Top of PROVIDED RECORDS
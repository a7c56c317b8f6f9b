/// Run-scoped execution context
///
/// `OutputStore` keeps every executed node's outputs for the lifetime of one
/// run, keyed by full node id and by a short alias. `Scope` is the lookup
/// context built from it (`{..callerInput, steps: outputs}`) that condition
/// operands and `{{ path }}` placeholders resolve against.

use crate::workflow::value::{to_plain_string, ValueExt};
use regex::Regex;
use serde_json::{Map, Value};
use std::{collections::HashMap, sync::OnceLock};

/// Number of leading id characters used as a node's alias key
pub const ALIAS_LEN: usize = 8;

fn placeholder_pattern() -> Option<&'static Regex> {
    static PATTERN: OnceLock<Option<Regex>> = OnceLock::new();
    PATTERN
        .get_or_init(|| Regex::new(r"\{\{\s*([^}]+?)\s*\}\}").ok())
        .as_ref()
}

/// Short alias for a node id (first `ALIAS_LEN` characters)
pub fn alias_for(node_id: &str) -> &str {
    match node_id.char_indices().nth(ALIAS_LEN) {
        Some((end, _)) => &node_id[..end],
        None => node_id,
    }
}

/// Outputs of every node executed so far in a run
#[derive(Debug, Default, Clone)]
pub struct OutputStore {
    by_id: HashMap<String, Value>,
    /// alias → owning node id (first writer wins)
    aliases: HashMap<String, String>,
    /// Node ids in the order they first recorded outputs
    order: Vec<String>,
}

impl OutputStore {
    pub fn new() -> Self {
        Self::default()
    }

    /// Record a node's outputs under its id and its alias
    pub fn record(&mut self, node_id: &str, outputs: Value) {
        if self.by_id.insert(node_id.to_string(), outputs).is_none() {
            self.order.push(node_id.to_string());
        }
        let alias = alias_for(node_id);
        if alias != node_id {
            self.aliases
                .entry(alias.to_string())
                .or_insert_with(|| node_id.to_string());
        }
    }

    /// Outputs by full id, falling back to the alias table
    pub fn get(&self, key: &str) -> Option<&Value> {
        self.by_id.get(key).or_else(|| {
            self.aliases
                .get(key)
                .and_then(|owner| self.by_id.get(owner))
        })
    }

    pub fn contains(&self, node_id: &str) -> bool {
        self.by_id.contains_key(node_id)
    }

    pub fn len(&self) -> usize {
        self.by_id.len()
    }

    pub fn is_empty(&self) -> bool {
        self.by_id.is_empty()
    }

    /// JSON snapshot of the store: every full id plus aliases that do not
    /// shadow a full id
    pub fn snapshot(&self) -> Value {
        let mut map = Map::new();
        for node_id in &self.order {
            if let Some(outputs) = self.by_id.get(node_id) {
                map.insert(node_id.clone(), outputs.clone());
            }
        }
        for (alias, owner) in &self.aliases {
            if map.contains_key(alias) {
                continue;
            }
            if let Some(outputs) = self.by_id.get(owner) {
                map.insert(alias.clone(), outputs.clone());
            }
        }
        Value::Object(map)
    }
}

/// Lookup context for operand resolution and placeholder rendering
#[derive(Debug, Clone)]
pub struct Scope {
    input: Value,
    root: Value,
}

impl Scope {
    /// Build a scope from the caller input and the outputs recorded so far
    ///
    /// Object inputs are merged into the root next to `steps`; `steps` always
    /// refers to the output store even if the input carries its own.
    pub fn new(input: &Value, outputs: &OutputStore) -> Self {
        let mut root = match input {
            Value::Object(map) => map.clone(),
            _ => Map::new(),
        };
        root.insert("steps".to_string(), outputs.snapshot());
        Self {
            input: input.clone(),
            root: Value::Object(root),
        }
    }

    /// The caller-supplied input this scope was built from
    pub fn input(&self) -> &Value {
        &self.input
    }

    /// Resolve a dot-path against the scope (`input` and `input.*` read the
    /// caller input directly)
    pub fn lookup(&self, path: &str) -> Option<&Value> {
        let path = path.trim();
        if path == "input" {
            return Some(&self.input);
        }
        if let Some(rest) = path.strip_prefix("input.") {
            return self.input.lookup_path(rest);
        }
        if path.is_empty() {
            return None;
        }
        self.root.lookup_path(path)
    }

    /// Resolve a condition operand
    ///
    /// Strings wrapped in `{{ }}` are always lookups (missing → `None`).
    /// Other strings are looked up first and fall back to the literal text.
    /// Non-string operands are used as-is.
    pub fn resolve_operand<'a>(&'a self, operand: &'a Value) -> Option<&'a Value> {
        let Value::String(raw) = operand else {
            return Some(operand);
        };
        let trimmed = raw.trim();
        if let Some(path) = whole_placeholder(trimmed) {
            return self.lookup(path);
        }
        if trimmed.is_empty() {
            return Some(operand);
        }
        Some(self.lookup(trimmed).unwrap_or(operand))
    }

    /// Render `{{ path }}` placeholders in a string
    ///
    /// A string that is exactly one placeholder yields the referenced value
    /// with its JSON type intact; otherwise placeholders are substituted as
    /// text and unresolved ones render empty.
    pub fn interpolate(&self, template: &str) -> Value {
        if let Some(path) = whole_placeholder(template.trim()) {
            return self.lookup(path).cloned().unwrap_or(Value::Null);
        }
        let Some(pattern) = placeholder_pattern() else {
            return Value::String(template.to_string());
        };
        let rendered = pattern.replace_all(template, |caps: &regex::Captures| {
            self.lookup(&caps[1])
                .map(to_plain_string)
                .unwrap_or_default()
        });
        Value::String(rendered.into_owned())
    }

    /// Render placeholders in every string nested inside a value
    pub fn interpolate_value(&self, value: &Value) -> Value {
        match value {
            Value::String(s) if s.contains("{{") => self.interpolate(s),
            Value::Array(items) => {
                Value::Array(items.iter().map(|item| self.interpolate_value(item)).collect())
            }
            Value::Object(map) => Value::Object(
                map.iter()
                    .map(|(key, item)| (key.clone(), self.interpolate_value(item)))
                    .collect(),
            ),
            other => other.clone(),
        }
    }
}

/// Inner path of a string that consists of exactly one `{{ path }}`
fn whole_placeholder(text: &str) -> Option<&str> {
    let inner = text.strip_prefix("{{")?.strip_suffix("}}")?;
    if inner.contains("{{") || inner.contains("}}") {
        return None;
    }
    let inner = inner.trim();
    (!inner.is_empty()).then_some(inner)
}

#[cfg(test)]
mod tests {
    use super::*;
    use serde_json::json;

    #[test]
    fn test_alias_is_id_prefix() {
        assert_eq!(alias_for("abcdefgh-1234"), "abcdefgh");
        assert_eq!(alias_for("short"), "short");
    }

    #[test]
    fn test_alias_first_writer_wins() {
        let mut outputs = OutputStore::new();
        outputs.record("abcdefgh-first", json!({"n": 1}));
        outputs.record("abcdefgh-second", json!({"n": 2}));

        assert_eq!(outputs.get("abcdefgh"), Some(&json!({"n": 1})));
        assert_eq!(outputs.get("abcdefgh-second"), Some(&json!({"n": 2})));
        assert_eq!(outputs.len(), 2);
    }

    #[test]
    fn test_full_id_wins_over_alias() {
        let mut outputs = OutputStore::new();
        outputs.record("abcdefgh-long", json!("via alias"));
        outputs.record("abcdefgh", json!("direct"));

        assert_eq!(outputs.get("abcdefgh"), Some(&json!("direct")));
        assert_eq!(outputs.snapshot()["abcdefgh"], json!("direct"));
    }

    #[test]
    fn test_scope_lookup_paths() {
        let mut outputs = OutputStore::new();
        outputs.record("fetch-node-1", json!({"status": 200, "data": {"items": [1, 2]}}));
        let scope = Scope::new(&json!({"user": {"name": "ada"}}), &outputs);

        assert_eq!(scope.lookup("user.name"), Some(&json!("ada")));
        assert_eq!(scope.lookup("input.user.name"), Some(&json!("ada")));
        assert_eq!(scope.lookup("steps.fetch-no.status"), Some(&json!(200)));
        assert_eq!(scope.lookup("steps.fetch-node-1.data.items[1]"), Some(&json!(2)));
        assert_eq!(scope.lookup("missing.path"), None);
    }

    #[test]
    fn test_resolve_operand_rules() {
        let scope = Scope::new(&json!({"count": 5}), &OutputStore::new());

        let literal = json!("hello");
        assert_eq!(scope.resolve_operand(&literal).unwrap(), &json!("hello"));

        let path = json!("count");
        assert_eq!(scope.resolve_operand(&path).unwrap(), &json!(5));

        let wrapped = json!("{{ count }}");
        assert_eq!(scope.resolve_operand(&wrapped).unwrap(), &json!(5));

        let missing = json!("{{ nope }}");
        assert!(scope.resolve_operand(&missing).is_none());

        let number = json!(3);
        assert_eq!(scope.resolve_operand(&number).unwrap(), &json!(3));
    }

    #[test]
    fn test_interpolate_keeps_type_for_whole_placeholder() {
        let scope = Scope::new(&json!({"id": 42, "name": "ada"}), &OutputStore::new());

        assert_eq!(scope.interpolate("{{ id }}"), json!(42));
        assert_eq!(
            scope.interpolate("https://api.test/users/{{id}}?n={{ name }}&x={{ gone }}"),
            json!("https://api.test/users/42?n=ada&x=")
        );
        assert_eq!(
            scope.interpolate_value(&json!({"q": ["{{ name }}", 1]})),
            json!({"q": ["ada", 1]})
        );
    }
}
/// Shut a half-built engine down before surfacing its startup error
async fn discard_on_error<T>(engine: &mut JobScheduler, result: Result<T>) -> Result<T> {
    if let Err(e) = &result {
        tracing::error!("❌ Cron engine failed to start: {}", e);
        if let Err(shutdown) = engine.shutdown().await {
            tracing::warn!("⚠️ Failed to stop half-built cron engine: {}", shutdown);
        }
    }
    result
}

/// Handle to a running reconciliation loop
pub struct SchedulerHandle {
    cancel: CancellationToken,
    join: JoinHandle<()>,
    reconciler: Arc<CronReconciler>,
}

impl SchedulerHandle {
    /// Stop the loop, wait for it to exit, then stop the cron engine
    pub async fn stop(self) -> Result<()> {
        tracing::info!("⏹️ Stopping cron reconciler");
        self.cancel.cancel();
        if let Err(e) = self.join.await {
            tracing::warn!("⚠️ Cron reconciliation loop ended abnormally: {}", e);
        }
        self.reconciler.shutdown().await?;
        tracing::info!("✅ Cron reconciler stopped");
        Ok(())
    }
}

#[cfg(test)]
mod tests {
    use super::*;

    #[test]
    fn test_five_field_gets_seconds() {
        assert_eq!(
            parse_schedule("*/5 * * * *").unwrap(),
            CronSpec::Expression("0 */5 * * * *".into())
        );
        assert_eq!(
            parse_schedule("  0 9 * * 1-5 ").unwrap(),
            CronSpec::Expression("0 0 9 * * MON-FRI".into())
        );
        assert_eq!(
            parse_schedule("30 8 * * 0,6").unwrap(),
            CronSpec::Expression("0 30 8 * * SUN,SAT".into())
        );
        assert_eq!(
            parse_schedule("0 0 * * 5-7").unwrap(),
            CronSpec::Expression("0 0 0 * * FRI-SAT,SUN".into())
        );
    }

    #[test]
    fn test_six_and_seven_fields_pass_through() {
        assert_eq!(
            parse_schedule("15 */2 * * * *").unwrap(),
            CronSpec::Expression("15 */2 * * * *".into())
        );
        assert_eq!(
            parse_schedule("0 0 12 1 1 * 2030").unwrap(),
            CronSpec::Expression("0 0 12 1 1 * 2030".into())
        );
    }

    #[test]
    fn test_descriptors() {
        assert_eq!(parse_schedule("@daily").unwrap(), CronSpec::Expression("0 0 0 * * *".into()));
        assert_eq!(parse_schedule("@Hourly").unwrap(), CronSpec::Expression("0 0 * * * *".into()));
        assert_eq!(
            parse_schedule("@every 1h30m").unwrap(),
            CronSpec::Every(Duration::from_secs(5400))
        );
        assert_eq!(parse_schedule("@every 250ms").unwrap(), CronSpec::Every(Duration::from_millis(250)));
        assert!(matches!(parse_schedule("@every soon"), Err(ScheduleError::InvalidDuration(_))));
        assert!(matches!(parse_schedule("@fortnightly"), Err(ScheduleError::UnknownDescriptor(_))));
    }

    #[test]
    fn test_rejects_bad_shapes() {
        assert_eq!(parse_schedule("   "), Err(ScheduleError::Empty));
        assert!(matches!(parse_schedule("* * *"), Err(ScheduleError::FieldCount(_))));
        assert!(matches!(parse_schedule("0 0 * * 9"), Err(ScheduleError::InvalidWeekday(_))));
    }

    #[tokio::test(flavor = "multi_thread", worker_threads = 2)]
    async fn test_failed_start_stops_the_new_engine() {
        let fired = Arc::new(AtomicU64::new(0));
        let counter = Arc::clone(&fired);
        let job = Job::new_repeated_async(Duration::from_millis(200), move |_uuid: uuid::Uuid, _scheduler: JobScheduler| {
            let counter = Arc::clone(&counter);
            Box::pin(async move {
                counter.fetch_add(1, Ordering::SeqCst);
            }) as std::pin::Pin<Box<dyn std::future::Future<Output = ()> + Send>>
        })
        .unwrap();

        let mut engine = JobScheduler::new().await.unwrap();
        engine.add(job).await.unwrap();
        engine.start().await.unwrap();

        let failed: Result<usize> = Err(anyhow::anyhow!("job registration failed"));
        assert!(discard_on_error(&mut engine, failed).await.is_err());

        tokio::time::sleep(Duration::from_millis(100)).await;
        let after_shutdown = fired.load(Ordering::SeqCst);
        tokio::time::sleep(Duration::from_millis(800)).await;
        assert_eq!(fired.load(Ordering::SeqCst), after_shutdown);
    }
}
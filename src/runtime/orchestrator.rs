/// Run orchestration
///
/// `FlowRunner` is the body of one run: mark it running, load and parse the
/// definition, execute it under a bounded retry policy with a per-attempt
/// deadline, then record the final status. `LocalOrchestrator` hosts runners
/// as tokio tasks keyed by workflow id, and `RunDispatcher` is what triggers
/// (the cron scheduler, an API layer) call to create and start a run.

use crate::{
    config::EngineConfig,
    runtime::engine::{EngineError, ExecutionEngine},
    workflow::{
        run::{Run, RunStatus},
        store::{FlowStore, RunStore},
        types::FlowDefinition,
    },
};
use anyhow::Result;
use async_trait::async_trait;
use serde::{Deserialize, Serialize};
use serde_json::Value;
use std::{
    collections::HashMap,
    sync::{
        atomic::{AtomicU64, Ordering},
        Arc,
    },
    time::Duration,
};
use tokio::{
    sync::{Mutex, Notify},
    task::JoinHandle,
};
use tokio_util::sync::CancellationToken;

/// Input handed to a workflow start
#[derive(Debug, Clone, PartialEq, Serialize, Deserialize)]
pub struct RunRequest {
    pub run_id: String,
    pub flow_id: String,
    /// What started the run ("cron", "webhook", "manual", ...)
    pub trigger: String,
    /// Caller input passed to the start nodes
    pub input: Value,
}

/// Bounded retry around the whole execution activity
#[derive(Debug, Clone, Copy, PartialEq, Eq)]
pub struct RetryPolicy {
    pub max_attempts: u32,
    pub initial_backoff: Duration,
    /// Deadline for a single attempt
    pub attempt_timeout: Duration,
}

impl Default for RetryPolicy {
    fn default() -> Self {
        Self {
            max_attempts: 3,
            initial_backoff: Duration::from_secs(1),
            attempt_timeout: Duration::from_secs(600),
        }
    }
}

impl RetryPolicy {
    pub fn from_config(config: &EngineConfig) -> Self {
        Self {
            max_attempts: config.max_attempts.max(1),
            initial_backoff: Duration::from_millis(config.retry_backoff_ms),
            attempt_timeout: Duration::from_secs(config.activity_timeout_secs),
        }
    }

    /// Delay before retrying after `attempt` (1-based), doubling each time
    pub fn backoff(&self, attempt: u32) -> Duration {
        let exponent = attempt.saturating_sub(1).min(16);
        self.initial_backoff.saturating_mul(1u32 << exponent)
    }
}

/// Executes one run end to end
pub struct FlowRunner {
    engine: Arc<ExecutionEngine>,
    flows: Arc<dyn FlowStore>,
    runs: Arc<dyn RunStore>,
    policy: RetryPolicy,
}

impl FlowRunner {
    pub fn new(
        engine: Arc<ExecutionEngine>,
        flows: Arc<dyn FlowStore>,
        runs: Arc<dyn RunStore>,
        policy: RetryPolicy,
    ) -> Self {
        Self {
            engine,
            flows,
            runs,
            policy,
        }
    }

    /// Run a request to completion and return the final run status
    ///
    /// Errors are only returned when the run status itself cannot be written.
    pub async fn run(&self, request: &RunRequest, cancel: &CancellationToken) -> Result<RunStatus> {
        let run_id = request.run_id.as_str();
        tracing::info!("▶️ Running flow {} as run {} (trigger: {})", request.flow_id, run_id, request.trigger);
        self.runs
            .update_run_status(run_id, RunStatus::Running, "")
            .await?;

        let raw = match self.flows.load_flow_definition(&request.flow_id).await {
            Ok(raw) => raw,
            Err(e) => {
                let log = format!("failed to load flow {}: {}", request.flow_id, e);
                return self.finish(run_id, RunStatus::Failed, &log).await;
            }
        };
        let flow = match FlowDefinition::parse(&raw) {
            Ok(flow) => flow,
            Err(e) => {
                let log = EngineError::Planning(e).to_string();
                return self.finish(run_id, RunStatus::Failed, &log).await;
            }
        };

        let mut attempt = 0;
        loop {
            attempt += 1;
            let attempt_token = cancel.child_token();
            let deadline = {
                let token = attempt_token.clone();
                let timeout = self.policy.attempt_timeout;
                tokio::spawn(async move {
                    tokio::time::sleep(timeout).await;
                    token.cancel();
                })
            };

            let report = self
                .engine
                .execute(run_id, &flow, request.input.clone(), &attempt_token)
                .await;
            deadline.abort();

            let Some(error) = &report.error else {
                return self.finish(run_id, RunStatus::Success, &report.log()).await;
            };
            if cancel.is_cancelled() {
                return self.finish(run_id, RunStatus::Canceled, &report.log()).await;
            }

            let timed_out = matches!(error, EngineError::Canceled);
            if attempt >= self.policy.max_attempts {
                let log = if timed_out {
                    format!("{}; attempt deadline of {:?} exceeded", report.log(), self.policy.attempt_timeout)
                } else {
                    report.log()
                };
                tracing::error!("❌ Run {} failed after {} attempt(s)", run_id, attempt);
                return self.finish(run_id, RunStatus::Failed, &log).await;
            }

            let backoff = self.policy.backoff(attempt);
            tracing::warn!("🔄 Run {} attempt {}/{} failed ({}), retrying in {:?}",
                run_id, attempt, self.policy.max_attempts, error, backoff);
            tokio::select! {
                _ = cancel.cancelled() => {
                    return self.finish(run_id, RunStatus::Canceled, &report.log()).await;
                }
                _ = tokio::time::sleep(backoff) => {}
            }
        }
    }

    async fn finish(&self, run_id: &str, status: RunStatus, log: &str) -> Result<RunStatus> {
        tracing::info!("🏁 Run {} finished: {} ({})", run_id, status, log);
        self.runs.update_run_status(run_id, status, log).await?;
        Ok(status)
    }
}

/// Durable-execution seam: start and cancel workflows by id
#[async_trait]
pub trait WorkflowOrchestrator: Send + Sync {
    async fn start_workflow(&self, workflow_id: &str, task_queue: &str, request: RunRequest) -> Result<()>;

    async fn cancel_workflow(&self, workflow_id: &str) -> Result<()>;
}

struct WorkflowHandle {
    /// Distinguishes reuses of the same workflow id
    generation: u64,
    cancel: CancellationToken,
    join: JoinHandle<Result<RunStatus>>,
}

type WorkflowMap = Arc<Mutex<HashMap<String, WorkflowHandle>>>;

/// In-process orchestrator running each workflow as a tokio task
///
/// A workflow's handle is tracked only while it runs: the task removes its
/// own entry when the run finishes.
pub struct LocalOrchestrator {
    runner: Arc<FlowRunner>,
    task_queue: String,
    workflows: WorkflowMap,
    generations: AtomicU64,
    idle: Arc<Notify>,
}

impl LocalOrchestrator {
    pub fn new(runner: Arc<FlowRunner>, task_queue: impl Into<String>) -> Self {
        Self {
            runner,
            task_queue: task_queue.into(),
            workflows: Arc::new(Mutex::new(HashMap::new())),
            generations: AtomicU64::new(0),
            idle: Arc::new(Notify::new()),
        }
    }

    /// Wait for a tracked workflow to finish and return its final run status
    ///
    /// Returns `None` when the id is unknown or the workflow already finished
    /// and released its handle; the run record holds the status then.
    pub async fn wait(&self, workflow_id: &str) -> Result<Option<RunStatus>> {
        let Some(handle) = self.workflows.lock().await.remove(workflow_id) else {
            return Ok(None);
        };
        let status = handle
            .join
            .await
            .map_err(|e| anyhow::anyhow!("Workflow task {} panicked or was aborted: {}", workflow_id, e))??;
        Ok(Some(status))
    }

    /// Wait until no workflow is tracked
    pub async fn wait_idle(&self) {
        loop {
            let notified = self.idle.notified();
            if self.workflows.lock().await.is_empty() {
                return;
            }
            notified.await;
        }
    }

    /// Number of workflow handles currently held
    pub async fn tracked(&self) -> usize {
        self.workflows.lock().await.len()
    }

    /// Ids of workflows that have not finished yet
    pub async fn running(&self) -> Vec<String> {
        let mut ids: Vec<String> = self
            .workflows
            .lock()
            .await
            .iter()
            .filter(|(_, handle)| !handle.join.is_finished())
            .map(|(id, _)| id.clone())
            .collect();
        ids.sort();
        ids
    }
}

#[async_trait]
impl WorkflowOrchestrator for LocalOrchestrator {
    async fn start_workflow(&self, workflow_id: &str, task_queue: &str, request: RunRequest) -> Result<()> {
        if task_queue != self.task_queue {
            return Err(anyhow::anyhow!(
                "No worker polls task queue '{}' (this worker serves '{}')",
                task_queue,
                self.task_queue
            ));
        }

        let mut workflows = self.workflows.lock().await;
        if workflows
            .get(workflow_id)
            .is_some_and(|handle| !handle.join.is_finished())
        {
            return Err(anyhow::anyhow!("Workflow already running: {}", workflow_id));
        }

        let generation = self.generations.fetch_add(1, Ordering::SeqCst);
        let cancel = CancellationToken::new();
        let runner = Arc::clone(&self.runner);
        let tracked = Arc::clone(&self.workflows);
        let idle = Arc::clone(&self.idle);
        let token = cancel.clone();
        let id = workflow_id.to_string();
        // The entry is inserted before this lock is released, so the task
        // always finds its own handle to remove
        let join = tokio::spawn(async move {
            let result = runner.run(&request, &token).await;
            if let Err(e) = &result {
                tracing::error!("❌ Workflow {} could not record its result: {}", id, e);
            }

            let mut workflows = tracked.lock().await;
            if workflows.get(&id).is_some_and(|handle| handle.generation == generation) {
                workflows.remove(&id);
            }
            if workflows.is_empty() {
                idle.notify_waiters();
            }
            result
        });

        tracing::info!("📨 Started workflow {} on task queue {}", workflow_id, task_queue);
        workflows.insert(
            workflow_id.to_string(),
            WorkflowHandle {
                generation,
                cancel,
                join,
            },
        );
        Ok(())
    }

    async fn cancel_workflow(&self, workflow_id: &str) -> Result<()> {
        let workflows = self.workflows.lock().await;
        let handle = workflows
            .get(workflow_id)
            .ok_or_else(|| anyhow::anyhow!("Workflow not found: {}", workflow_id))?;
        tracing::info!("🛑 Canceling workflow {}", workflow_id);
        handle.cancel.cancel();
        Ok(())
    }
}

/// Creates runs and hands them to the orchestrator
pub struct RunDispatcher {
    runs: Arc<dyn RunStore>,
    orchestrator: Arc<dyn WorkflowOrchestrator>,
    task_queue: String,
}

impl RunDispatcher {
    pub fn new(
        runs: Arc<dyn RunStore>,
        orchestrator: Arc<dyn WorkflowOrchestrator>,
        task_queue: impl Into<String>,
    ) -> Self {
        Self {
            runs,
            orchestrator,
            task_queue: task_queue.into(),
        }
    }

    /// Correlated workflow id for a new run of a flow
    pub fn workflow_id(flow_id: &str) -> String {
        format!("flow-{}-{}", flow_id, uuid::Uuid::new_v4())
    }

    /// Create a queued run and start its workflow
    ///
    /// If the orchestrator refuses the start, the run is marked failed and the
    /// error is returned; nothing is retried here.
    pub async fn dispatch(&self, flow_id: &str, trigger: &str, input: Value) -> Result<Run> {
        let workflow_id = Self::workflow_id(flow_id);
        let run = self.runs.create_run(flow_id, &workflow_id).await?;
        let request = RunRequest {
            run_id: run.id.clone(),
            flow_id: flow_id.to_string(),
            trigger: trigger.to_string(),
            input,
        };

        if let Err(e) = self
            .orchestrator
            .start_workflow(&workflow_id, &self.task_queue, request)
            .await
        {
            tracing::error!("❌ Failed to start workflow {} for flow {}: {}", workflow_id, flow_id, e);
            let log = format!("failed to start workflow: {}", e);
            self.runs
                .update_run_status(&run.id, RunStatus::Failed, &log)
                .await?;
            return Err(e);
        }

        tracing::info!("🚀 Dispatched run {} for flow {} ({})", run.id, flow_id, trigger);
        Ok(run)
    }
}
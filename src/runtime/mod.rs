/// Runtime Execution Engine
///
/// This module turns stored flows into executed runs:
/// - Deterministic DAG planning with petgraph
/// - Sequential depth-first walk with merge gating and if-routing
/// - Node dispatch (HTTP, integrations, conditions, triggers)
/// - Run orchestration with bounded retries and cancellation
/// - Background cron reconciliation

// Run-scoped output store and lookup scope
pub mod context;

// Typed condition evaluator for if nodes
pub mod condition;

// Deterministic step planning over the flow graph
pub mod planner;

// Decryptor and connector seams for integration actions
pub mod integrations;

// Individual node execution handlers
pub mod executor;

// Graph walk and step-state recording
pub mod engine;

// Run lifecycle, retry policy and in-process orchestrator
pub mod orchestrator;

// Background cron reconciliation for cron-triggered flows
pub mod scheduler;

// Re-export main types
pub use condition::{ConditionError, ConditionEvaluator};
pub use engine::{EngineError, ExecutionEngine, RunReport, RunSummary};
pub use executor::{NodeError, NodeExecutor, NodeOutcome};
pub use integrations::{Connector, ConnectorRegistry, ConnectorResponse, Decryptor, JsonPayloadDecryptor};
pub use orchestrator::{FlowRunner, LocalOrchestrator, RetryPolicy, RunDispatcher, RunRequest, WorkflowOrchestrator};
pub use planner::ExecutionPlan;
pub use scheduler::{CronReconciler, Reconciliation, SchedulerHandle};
Bottom of PROVIDED RECORDS
## ACTION ITEM
Number of lines above holding "EngineError"? Give that number alone.

## ANSWER FOR THIS EXERCISE
4